AVAILABLE DATA section start

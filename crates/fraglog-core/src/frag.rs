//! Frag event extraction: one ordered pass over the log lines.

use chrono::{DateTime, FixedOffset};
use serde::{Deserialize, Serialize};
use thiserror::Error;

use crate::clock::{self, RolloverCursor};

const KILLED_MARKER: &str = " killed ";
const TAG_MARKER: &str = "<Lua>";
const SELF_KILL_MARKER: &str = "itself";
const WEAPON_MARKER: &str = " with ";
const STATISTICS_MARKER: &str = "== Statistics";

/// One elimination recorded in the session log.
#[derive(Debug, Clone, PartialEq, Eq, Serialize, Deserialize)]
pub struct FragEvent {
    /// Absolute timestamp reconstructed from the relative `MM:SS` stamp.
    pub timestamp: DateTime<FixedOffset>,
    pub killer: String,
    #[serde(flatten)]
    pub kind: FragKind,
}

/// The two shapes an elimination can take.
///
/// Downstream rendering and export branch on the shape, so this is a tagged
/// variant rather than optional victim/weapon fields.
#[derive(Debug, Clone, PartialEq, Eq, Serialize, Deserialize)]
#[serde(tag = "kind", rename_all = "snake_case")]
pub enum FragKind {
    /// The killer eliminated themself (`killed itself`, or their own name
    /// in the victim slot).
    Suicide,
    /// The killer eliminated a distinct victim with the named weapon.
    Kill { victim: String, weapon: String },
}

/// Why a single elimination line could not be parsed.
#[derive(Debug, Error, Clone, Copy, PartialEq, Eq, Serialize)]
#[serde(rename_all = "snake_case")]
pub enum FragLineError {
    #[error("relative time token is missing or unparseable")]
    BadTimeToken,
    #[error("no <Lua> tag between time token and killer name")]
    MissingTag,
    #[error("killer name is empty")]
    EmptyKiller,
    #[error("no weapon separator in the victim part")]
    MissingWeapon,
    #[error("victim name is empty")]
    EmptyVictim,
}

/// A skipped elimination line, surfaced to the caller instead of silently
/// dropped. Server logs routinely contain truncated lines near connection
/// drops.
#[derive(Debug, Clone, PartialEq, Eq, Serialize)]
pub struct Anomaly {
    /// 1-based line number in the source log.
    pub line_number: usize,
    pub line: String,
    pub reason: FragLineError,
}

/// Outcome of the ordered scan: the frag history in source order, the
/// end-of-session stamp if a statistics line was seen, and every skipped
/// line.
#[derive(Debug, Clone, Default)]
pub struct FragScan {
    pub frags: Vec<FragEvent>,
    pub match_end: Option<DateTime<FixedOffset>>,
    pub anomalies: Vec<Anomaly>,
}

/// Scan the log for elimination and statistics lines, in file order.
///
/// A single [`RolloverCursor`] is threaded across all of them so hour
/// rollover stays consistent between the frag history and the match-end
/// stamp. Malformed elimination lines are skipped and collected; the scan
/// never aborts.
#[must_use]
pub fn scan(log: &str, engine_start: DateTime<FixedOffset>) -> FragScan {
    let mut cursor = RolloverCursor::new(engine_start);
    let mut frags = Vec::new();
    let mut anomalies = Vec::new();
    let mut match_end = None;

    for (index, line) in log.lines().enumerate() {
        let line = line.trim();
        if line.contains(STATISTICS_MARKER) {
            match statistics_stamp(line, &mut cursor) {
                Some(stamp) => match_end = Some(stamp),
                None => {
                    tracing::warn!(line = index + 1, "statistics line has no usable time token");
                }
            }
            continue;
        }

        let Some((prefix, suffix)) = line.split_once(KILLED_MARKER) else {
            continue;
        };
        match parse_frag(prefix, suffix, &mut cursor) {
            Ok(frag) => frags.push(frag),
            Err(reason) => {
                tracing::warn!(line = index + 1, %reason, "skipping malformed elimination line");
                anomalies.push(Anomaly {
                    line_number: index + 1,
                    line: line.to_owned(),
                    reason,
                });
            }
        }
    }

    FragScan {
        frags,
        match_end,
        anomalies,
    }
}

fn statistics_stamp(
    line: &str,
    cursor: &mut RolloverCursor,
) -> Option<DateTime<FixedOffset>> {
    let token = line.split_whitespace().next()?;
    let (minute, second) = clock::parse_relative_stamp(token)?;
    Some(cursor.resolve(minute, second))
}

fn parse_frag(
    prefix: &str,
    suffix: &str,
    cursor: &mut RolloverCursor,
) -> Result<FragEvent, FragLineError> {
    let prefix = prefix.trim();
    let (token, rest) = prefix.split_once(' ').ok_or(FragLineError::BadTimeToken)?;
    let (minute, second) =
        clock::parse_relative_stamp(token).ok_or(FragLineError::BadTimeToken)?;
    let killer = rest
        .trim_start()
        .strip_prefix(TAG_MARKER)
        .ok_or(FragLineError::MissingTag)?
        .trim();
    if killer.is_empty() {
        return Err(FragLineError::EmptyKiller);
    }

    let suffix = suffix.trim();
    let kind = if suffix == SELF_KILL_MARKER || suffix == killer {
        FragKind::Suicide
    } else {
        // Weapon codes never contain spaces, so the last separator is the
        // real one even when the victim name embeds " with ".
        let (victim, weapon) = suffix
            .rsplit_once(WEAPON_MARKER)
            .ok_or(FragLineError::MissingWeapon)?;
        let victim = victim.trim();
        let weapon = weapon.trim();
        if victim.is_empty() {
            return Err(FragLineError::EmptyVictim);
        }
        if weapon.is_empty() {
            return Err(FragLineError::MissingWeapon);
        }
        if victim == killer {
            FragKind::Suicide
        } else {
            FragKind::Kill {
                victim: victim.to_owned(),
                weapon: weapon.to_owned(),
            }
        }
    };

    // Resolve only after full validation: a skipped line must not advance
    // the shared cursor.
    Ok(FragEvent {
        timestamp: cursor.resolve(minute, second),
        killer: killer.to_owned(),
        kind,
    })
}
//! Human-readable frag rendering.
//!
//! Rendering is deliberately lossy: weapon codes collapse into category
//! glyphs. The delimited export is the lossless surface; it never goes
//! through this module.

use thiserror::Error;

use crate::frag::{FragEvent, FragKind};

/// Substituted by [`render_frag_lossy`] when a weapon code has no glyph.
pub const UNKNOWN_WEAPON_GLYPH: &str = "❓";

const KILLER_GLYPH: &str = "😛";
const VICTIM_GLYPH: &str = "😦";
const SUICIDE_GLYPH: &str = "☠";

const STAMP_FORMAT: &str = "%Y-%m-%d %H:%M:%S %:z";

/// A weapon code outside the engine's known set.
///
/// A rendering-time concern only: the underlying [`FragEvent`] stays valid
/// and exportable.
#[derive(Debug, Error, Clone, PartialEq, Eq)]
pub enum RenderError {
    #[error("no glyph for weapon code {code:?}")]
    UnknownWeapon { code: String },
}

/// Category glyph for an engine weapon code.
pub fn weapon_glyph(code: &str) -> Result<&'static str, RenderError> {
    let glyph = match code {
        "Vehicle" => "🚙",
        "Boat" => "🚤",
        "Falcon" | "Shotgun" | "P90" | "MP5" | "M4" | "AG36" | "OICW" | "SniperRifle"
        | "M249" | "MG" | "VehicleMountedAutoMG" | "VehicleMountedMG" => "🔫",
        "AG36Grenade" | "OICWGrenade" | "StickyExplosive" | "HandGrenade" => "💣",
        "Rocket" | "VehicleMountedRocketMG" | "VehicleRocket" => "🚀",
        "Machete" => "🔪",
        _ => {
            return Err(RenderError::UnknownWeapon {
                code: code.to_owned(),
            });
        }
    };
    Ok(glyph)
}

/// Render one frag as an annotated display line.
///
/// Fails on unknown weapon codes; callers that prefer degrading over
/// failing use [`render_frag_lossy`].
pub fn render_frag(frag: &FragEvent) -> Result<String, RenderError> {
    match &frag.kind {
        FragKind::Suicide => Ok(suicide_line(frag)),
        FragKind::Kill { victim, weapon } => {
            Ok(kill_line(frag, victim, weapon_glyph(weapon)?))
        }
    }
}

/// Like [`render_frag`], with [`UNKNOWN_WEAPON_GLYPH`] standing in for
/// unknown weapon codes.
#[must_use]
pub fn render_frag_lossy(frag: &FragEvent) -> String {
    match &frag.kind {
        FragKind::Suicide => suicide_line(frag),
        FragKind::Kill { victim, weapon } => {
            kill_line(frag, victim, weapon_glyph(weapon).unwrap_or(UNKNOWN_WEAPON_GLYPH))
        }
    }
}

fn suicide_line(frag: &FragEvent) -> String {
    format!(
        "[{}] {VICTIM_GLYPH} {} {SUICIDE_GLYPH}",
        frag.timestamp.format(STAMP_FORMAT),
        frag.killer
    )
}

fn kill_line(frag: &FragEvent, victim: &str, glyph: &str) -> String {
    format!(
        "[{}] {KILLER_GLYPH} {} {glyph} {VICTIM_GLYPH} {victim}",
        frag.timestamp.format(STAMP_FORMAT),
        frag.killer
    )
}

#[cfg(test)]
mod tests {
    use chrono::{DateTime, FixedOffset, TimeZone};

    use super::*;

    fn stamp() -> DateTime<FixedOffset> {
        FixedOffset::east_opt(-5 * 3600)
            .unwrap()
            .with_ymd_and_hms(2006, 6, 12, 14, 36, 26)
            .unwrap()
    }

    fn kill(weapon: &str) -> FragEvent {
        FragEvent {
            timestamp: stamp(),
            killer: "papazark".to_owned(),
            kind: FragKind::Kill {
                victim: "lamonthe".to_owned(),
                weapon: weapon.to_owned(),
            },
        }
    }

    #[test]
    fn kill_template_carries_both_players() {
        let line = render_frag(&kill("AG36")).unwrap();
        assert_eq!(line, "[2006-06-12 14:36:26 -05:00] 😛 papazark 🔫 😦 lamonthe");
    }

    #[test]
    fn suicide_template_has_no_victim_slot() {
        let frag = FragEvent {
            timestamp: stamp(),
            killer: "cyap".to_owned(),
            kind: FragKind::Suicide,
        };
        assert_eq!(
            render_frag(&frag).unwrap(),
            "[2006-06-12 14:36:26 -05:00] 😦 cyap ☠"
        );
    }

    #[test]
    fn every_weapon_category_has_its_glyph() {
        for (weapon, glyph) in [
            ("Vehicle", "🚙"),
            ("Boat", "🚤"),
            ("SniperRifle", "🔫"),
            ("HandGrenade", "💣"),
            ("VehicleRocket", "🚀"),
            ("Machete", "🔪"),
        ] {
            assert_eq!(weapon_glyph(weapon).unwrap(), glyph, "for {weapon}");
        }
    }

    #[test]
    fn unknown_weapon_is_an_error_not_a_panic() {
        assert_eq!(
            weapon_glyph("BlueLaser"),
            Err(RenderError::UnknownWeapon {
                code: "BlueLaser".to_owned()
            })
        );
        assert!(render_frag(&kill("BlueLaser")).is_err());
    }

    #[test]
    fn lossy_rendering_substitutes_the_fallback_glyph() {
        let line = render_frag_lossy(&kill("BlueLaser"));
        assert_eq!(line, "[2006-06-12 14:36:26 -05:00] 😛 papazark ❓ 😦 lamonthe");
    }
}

AVAILABLE DATA section end

TASK OBJECTIVE: Scan the lines above for the word "FragScan", then copy each line that has it.

SOLUTION TO THE EXERCISE:
pub struct FragScan {
pub fn scan(log: &str, engine_start: DateTime<FixedOffset>) -> FragScan {
    FragScan {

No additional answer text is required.